▸ **Stored items**:
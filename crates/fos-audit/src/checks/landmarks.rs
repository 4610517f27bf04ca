//! Landmarks
//!
//! A page's landmarks must be distinguishable: no two of the same role may
//! share a label, and banner, contentinfo and main must not be nested in
//! another landmark. All perceivable content should sit inside one.

use crate::check::{CheckContext, Evaluation};
use crate::matcher::MatchContext;
use crate::registry::Registry;
use crate::result::CheckResult;
use fos_a11y::{
    accessible_text, get_role, has_content_virtual, implicit_role, is_landmark, is_visible_to_screen_readers,
};
use fos_vdom::{VNodeId, VirtualTree};
use serde_json::{json, Value};

/// Sectioning content that scopes `header` and `footer` to itself
const NATIVE_SCOPE: &[&str] = &["article", "aside", "main", "nav", "section"];

/// Elements whose text is never page content
const NON_CONTENT: &[&str] = &["script", "style", "template", "noscript"];

pub(super) fn register(registry: &mut Registry) {
    registry
        .add_evaluate("landmark-is-unique", landmark_is_unique)
        .add_evaluate("landmark-is-top-level", landmark_is_top_level)
        .add_evaluate("region", region)
        .add_after("landmark-is-unique-after", landmark_is_unique_after)
        .add_matches("landmark-unique-matches", landmark_unique_matches)
        .add_matches("landmark-has-body-context-matches", landmark_has_body_context);
}

fn landmark_is_unique(cx: &mut CheckContext<'_>) -> anyhow::Result<Evaluation> {
    let role = get_role(cx.tree(), cx.node());
    let label = accessible_text(cx.tree(), cx.node()).unwrap_or_default().to_lowercase();
    cx.data(json!({ "role": role, "accessibleText": label }));
    cx.related_nodes([cx.node()]);
    Ok(true.into())
}

/// The first landmark of each role and label is kept; later ones fold
/// into it as related nodes and make it fail.
fn landmark_is_unique_after(results: Vec<CheckResult>, _options: &Value) -> Vec<CheckResult> {
    let mut unique: Vec<CheckResult> = Vec::new();
    for mut result in results {
        let key = |r: &CheckResult| (r.data.get("role").cloned(), r.data.get("accessibleText").cloned());
        match unique.iter_mut().find(|seen| key(seen) == key(&result)) {
            Some(first) => {
                first.result = Some(false);
                if let Some(related) = result.related_nodes.drain(..).next() {
                    first.related_nodes.push(related);
                }
            }
            None => {
                result.related_nodes.clear();
                unique.push(result);
            }
        }
    }
    unique
}

fn landmark_is_top_level(cx: &mut CheckContext<'_>) -> anyhow::Result<Evaluation> {
    let tree = cx.tree();
    let role = get_role(tree, cx.node());
    cx.data(json!({ "role": role }));
    for ancestor in tree.ancestors(cx.node()) {
        let Some(node) = tree.get(ancestor).filter(|n| n.is_element()) else {
            continue;
        };
        let parent_role = match node.attr("role") {
            Some(_) => get_role(tree, ancestor),
            None if node.node_name() == "form" => None,
            None => implicit_role(tree, ancestor),
        };
        let Some(parent_role) = parent_role.filter(|r| is_landmark(r)) else {
            continue;
        };
        if !(parent_role == "main" && role == Some("complementary")) {
            return Ok(false.into());
        }
    }
    Ok(true.into())
}

/// Fails with every piece of content found outside a landmark
fn region(cx: &mut CheckContext<'_>) -> anyhow::Result<Evaluation> {
    let tree = cx.tree();
    let mut regionless = Vec::new();
    if has_content_virtual(tree, cx.node(), true, true) {
        regionless.push(cx.node());
    }
    find_regionless(tree, cx.node(), &mut regionless);
    let passed = regionless.is_empty();
    cx.related_nodes(regionless);
    Ok(passed.into())
}

fn find_regionless(tree: &VirtualTree, id: VNodeId, found: &mut Vec<VNodeId>) {
    for child in tree.element_children(id) {
        let node = &tree[child];
        if NON_CONTENT.contains(&node.node_name()) || !is_visible_to_screen_readers(tree, child) {
            continue;
        }
        if is_counted_landmark(tree, child) || is_skip_link(tree, child) {
            continue;
        }
        if has_content_virtual(tree, child, true, false) {
            found.push(child);
        } else {
            find_regionless(tree, child, found);
        }
    }
}

/// `region` and `form` count only when named
fn is_counted_landmark(tree: &VirtualTree, id: VNodeId) -> bool {
    match get_role(tree, id) {
        Some("region" | "form") => accessible_text(tree, id).is_ok_and(|t| !t.is_empty()),
        Some(role) => is_landmark(role),
        None => false,
    }
}

fn is_skip_link(tree: &VirtualTree, id: VNodeId) -> bool {
    let node = &tree[id];
    node.node_name() == "a" && node.attr("href").is_some_and(|href| href.len() > 1 && href.starts_with('#'))
}

fn landmark_unique_matches(cx: &MatchContext<'_>) -> bool {
    let Some(role) = get_role(cx.tree, cx.node).filter(|r| is_landmark(r)) else {
        return false;
    };
    let node = &cx.tree[cx.node];
    if matches!(node.node_name(), "header" | "footer") && node.attr("role").is_none() {
        return landmark_has_body_context(cx);
    }
    if matches!(role, "region" | "form") && accessible_text(cx.tree, cx.node).is_ok_and(|t| t.is_empty()) {
        return false;
    }
    is_visible_to_screen_readers(cx.tree, cx.node)
}

/// `header` and `footer` are page landmarks only outside sectioning content
fn landmark_has_body_context(cx: &MatchContext<'_>) -> bool {
    if cx.tree[cx.node].has_attr("role") {
        return true;
    }
    !cx.tree
        .ancestors(cx.node)
        .filter_map(|a| cx.tree.get(a))
        .any(|a| NATIVE_SCOPE.contains(&a.node_name()))
}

▸ **Work instruction**: What is needed is every line from the data above that includes the string "results", copied out.

▸ **Exercise answer**:
fn landmark_is_unique_after(results: Vec<CheckResult>, _options: &Value) -> Vec<CheckResult> {
    for mut result in results {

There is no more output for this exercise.